:: WHAT IS NEEDED ::
Reproduce the opening lines of the records exactly, up to and including the line in which "async fn stop_scan(&self) -> Result<()>;" occurs.

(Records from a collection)
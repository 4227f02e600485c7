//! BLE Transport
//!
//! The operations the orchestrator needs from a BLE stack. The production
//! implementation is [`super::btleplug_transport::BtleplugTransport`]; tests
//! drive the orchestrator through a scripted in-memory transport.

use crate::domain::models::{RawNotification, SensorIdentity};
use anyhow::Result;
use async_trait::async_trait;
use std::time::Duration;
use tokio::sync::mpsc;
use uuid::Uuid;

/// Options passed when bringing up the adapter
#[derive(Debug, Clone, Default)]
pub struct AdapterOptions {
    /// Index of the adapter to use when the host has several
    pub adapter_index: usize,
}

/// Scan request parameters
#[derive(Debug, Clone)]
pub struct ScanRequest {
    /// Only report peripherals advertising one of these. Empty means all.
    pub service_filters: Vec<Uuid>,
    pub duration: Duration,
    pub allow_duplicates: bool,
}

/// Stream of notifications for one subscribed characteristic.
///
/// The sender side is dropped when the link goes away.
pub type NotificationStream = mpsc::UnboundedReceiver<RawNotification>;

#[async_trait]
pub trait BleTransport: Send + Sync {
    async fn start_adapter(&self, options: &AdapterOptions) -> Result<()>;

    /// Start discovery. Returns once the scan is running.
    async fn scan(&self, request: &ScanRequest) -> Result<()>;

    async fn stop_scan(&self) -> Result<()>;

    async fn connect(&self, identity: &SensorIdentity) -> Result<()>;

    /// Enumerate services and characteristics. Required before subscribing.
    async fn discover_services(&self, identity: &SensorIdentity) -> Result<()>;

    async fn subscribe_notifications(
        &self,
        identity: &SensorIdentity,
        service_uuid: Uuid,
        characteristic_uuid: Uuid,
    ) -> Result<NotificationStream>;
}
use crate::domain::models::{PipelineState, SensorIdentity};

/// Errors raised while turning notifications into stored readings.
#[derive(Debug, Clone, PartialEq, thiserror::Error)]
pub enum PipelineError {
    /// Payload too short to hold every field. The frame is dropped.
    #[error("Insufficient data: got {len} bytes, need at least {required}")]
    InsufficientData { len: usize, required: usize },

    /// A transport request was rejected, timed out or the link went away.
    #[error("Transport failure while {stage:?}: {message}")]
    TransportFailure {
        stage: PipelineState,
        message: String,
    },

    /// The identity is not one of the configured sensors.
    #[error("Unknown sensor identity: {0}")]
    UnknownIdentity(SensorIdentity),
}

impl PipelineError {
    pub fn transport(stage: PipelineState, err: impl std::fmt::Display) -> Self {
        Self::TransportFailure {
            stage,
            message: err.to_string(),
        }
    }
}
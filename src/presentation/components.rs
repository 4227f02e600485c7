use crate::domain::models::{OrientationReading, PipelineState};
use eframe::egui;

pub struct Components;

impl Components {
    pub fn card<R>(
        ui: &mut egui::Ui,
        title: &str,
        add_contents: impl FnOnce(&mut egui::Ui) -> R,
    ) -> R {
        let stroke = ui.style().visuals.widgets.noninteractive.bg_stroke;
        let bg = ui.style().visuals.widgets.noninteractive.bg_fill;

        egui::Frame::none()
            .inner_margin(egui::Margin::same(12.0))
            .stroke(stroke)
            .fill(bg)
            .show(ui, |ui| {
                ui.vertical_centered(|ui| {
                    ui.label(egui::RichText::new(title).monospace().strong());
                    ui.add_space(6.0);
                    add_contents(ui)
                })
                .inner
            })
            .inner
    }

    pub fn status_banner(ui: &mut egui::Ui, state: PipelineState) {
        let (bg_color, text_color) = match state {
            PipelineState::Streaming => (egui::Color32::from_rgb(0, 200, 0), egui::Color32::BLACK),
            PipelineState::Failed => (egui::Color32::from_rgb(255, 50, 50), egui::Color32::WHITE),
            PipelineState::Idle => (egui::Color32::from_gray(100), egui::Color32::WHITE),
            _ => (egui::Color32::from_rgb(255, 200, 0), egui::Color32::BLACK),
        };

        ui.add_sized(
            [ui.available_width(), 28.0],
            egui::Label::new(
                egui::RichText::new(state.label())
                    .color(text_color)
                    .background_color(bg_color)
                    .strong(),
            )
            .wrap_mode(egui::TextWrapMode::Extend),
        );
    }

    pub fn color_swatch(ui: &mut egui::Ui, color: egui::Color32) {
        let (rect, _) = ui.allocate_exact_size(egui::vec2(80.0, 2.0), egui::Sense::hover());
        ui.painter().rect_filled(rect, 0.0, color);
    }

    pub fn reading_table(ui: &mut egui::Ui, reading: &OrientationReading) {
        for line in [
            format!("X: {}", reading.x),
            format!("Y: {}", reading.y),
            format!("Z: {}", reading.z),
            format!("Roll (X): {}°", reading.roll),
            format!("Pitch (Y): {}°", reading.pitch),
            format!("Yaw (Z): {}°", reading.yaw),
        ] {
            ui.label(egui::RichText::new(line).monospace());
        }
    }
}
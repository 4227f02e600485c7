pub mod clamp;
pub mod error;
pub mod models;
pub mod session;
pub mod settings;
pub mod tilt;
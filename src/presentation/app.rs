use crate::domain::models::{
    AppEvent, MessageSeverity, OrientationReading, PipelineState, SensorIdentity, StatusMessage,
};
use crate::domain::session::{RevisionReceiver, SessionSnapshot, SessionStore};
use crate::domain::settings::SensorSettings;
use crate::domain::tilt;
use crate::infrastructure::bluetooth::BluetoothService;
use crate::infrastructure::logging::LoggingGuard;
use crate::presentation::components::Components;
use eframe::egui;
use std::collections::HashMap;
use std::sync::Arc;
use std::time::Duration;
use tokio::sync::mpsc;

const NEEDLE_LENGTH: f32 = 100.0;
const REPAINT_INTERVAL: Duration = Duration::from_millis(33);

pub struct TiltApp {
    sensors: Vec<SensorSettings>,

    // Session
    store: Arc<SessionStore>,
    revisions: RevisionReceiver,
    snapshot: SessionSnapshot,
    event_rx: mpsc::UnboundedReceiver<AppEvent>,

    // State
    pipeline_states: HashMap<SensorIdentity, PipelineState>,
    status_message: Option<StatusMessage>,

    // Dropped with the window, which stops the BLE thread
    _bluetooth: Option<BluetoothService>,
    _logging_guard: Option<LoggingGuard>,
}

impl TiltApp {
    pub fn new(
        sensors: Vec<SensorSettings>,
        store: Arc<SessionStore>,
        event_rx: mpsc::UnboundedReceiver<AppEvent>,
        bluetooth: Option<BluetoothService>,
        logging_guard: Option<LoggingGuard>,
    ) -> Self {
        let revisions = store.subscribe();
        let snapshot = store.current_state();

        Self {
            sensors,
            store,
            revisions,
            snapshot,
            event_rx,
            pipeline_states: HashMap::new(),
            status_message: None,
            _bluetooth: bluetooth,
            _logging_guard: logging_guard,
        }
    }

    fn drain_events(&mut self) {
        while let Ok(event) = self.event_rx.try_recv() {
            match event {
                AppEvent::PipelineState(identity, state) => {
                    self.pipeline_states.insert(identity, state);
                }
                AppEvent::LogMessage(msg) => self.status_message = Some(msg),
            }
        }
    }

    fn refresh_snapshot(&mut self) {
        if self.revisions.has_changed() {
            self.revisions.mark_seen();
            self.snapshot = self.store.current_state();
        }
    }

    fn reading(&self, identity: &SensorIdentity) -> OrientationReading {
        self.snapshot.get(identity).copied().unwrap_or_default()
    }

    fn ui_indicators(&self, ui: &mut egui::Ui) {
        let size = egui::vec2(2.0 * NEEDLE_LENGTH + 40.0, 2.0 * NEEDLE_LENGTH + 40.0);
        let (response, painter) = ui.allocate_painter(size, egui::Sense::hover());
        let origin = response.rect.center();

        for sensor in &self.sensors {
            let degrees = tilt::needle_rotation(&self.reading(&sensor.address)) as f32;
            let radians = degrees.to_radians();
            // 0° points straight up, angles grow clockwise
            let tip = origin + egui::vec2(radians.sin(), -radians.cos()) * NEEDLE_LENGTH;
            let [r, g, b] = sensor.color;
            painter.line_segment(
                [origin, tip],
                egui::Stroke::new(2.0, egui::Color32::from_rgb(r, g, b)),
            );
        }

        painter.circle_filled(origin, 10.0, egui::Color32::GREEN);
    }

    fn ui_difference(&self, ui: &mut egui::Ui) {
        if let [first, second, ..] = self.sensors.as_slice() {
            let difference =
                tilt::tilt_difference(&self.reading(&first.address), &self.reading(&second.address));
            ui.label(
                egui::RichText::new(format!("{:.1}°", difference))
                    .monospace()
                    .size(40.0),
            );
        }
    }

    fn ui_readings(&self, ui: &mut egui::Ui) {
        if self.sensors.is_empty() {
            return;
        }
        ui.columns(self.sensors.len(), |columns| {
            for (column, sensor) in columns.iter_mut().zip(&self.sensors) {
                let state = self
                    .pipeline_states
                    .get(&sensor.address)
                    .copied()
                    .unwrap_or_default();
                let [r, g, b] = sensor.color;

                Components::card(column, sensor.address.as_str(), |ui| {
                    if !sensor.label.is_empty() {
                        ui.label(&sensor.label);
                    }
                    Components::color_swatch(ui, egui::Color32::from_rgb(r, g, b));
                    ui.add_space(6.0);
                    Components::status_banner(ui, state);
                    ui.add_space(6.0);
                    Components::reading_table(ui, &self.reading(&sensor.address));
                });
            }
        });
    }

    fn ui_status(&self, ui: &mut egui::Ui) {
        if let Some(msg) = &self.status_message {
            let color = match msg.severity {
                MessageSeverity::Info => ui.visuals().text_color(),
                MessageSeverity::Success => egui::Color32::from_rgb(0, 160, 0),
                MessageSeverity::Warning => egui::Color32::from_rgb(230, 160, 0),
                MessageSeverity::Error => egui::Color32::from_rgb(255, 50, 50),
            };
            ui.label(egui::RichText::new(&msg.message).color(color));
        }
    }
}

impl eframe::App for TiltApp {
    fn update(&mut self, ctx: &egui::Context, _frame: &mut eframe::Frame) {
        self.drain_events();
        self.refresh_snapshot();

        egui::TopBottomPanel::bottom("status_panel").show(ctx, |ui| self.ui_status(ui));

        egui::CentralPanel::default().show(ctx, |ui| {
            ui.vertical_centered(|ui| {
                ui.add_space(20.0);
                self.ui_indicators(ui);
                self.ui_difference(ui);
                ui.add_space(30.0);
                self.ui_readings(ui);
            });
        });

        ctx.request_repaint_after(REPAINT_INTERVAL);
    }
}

:: RESPONSE ::
repository 4227f02e600485c7
//! BLE Transport
//!
//! The operations the orchestrator needs from a BLE stack. The production
//! implementation is [`super::btleplug_transport::BtleplugTransport`]; tests
//! drive the orchestrator through a scripted in-memory transport.

use crate::domain::models::{RawNotification, SensorIdentity};
use anyhow::Result;
use async_trait::async_trait;
use std::time::Duration;
use tokio::sync::mpsc;
use uuid::Uuid;

/// Options passed when bringing up the adapter
#[derive(Debug, Clone, Default)]
pub struct AdapterOptions {
    /// Index of the adapter to use when the host has several
    pub adapter_index: usize,
}

/// Scan request parameters
#[derive(Debug, Clone)]
pub struct ScanRequest {
    /// Only report peripherals advertising one of these. Empty means all.
    pub service_filters: Vec<Uuid>,
    pub duration: Duration,
    pub allow_duplicates: bool,
}

/// Stream of notifications for one subscribed characteristic.
///
/// The sender side is dropped when the link goes away.
pub type NotificationStream = mpsc::UnboundedReceiver<RawNotification>;

#[async_trait]
pub trait BleTransport: Send + Sync {
    async fn start_adapter(&self, options: &AdapterOptions) -> Result<()>;

    /// Start discovery. Returns once the scan is running.
    async fn scan(&self, request: &ScanRequest) -> Result<()>;

    async fn stop_scan(&self) -> Result<()>;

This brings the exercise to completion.